I ran into this problem and I'm so confused.
I am using $RANDOM in bash as a test string at the very beginning of the linux bootup process. Very interestingly, I observed that $RANDOM will be the same every time linux booted up. In my case, it's 18869.
I was simply echoing $RANDOM to a file. I observed the same number in every boot up. After that, $RANDOM seems to return "real" random numbers.
echo "$RANDOM is a test string" >> /tmp/test
Can anyone explain the reason in this?
Here is the the initial seed algorithm from variables.c
in the Bash 4.2 source code:
static void
seedrand ()
{
struct timeval tv;
gettimeofday (&tv, NULL);
sbrand (tv.tv_sec ^ tv.tv_usec ^ getpid ());
}
In other words, it generates the seed based on pid and current time in seconds and microseconds (with a system accuracy of ~1/100th second).
If you check $RANDOM
on a small, predictable system, before the system clock is initialized, you're likely to see the same value every time.

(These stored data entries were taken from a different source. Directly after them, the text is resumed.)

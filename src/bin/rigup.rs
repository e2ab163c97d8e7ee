use anyhow::{bail, Context, Result};
use clap::{Parser, Subcommand};
use std::collections::{HashMap, HashSet};
use std::path::PathBuf;

use rigup::tools::{Category, Presence, ToolCatalog};
use rigup::{Executor, ExecutorConfig, InstallRequest, PrivilegeMode, StatusReporter};

#[derive(Parser)]
#[command(name = "rigup")]
#[command(about = "Idempotent developer workstation provisioning")]
#[command(version = env!("CARGO_PKG_VERSION"))]
struct Cli {
    /// Enable verbose output
    #[arg(short, long, global = true)]
    verbose: bool,

    /// Disable colored status output
    #[arg(long, global = true)]
    no_color: bool,

    #[command(subcommand)]
    command: Commands,
}

#[derive(Subcommand)]
enum Commands {
    /// Install tools, skipping anything already present
    Install {
        /// Tools to install, in order
        tools: Vec<String>,

        /// Install every tool in a category
        #[arg(short, long, value_enum)]
        category: Option<Category>,

        /// Pin a version for a single requested tool; `latest` resolves
        /// the tool's release metadata
        #[arg(long)]
        pin: Option<String>,

        /// Pre-resolved sub-choice as tool=option (e.g. zsh=oh-my-zsh)
        #[arg(long)]
        choice: Vec<String>,

        /// Mark tools as declined; they are reported as skipped
        #[arg(long)]
        decline: Vec<String>,

        /// Assume the process already runs as root instead of using sudo
        #[arg(long)]
        as_root: bool,

        /// Append-only action log path (default: ~/.rigup.log)
        #[arg(long)]
        log_file: Option<PathBuf>,

        /// Print the run report as JSON after the summary
        #[arg(long)]
        json: bool,
    },

    /// Report which catalog tools are installed; reads state, never mutates
    Status {
        /// Limit to one category
        #[arg(short, long, value_enum)]
        category: Option<Category>,
    },

    /// List the tool catalog
    List {
        /// Limit to one category
        #[arg(short, long, value_enum)]
        category: Option<Category>,
    },
}

#[tokio::main]
async fn main() -> Result<()> {
    let cli = Cli::parse();

    let level = if cli.verbose {
        tracing::Level::DEBUG
    } else {
        tracing::Level::WARN
    };
    tracing_subscriber::fmt().with_max_level(level).init();

    match cli.command {
        Commands::Install {
            tools,
            category,
            pin,
            choice,
            decline,
            as_root,
            log_file,
            json,
        } => {
            run_install(
                tools, category, pin, choice, decline, as_root, log_file, json,
                !cli.no_color,
            )
            .await
        }
        Commands::Status { category } => run_status(category).await,
        Commands::List { category } => run_list(category),
    }
}

#[allow(clippy::too_many_arguments)]
async fn run_install(
    tools: Vec<String>,
    category: Option<Category>,
    pin: Option<String>,
    choice: Vec<String>,
    decline: Vec<String>,
    as_root: bool,
    log_file: Option<PathBuf>,
    json: bool,
    color: bool,
) -> Result<()> {
    let catalog = ToolCatalog::builtin()?;

    let mut names: Vec<String> = Vec::new();
    if let Some(category) = category {
        names.extend(catalog.in_category(category).map(|spec| spec.name.clone()));
    }
    for tool in tools {
        if !names.contains(&tool) {
            names.push(tool);
        }
    }
    if names.is_empty() {
        bail!("nothing to install: name tools or pass --category");
    }

    if pin.is_some() && names.len() != 1 {
        bail!("--pin applies to exactly one requested tool");
    }

    let choices = parse_choices(&choice)?;
    let declined: HashSet<&str> = decline.iter().map(String::as_str).collect();

    let requests: Vec<InstallRequest> = names
        .iter()
        .map(|name| {
            let mut request = InstallRequest::new(name);
            if let Some(pin) = &pin {
                request = request.with_version(pin);
            }
            if let Some(option) = choices.get(name.as_str()) {
                request = request.with_choice(option);
            }
            if declined.contains(name.as_str()) {
                request = request.declined();
            }
            request
        })
        .collect();

    let config = ExecutorConfig {
        privilege: if as_root {
            PrivilegeMode::Root
        } else {
            PrivilegeMode::Sudo
        },
        audit_log: log_file.or_else(|| dirs::home_dir().map(|home| home.join(".rigup.log"))),
        color,
        ..ExecutorConfig::default()
    };

    let platform = rigup::platform::resolve();
    let mut executor = Executor::new(platform, config);

    println!("Provisioning {} tool(s) on {platform}", requests.len());
    let report = executor
        .run(&catalog, &requests)
        .await
        .context("provisioning run aborted")?;

    StatusReporter::new(color).summary(&report);

    if json {
        println!("{}", serde_json::to_string_pretty(&report)?);
    }

    if !report.success() {
        std::process::exit(1);
    }
    Ok(())
}

async fn run_status(category: Option<Category>) -> Result<()> {
    let catalog = ToolCatalog::builtin()?;
    let platform = rigup::platform::resolve();
    let executor = Executor::new(platform, ExecutorConfig::default());

    println!("Tool status on {platform}");
    println!("=====================================");
    for spec in catalog.iter() {
        if category.is_some_and(|c| c != spec.category) {
            continue;
        }
        match executor.probe(spec).await {
            Ok(Presence::Present { version }) => match version {
                Some(version) => println!("  ✓ {} {}", spec.name, version),
                None => println!("  ✓ {}", spec.name),
            },
            Ok(Presence::Absent) => println!("  - {} (not installed)", spec.name),
            Err(error) => println!("  ? {} ({error})", spec.name),
        }
    }
    Ok(())
}

fn run_list(category: Option<Category>) -> Result<()> {
    let catalog = ToolCatalog::builtin()?;
    for group in [Category::SystemTools, Category::Python, Category::Ebpf] {
        if category.is_some_and(|c| c != group) {
            continue;
        }
        println!("{group}:");
        for spec in catalog.in_category(group) {
            println!("  {:<12} {}", spec.name, spec.summary);
            for option in &spec.options {
                println!("  {:<12}   option: {}", "", option.name);
            }
        }
        println!();
    }
    Ok(())
}

fn parse_choices(raw: &[String]) -> Result<HashMap<&str, &str>> {
    let mut choices = HashMap::new();
    for entry in raw {
        let (tool, option) = entry
            .split_once('=')
            .with_context(|| format!("invalid --choice `{entry}`, expected tool=option"))?;
        choices.insert(tool, option);
    }
    Ok(choices)
}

Because the seed is always the same at the startup. You can always assign a value
RANDOM=1000
to seed the RANDOM manually, perhaps with the PID
RANDOM=$$
Trying to find your seed, I wrote this small script
for ((i=-150000; i<150000 ;i=i+1)); do
RANDOM=$i;
echo "$i: $RANDOM $RANDOM $RANDOM";
done | grep "18869[^:]"
and found:
-118657: 8608 18869 19673
-108446: 18869 18855 15976
-78471: 694 18869 19296
-75678: 18869 23165 7967
-42910: 18869 27476 32727
-38285: 25548 18869 18919
-10142: 18869 31786 24719
27971: 18869 6258 29786
33149: 13707 18869 8396
60739: 18869 10568 21777
73335: 5793 18869 8019
93507: 18869 14878 13769
113521: 30647 18869 7642
126275: 18869 19188 5761
137004: 18869 3793 18604
See that this script has lots of $RANDOM
but still is fully deterministic, it'll result always the same if you call it. This link has more information about $RANDOM
and this other link has information on how to use /dev/random
and /dev/urandom
, as an alternative. Another way to generate a random number without the seed issue is to get some information about the actual time in nanoseconds.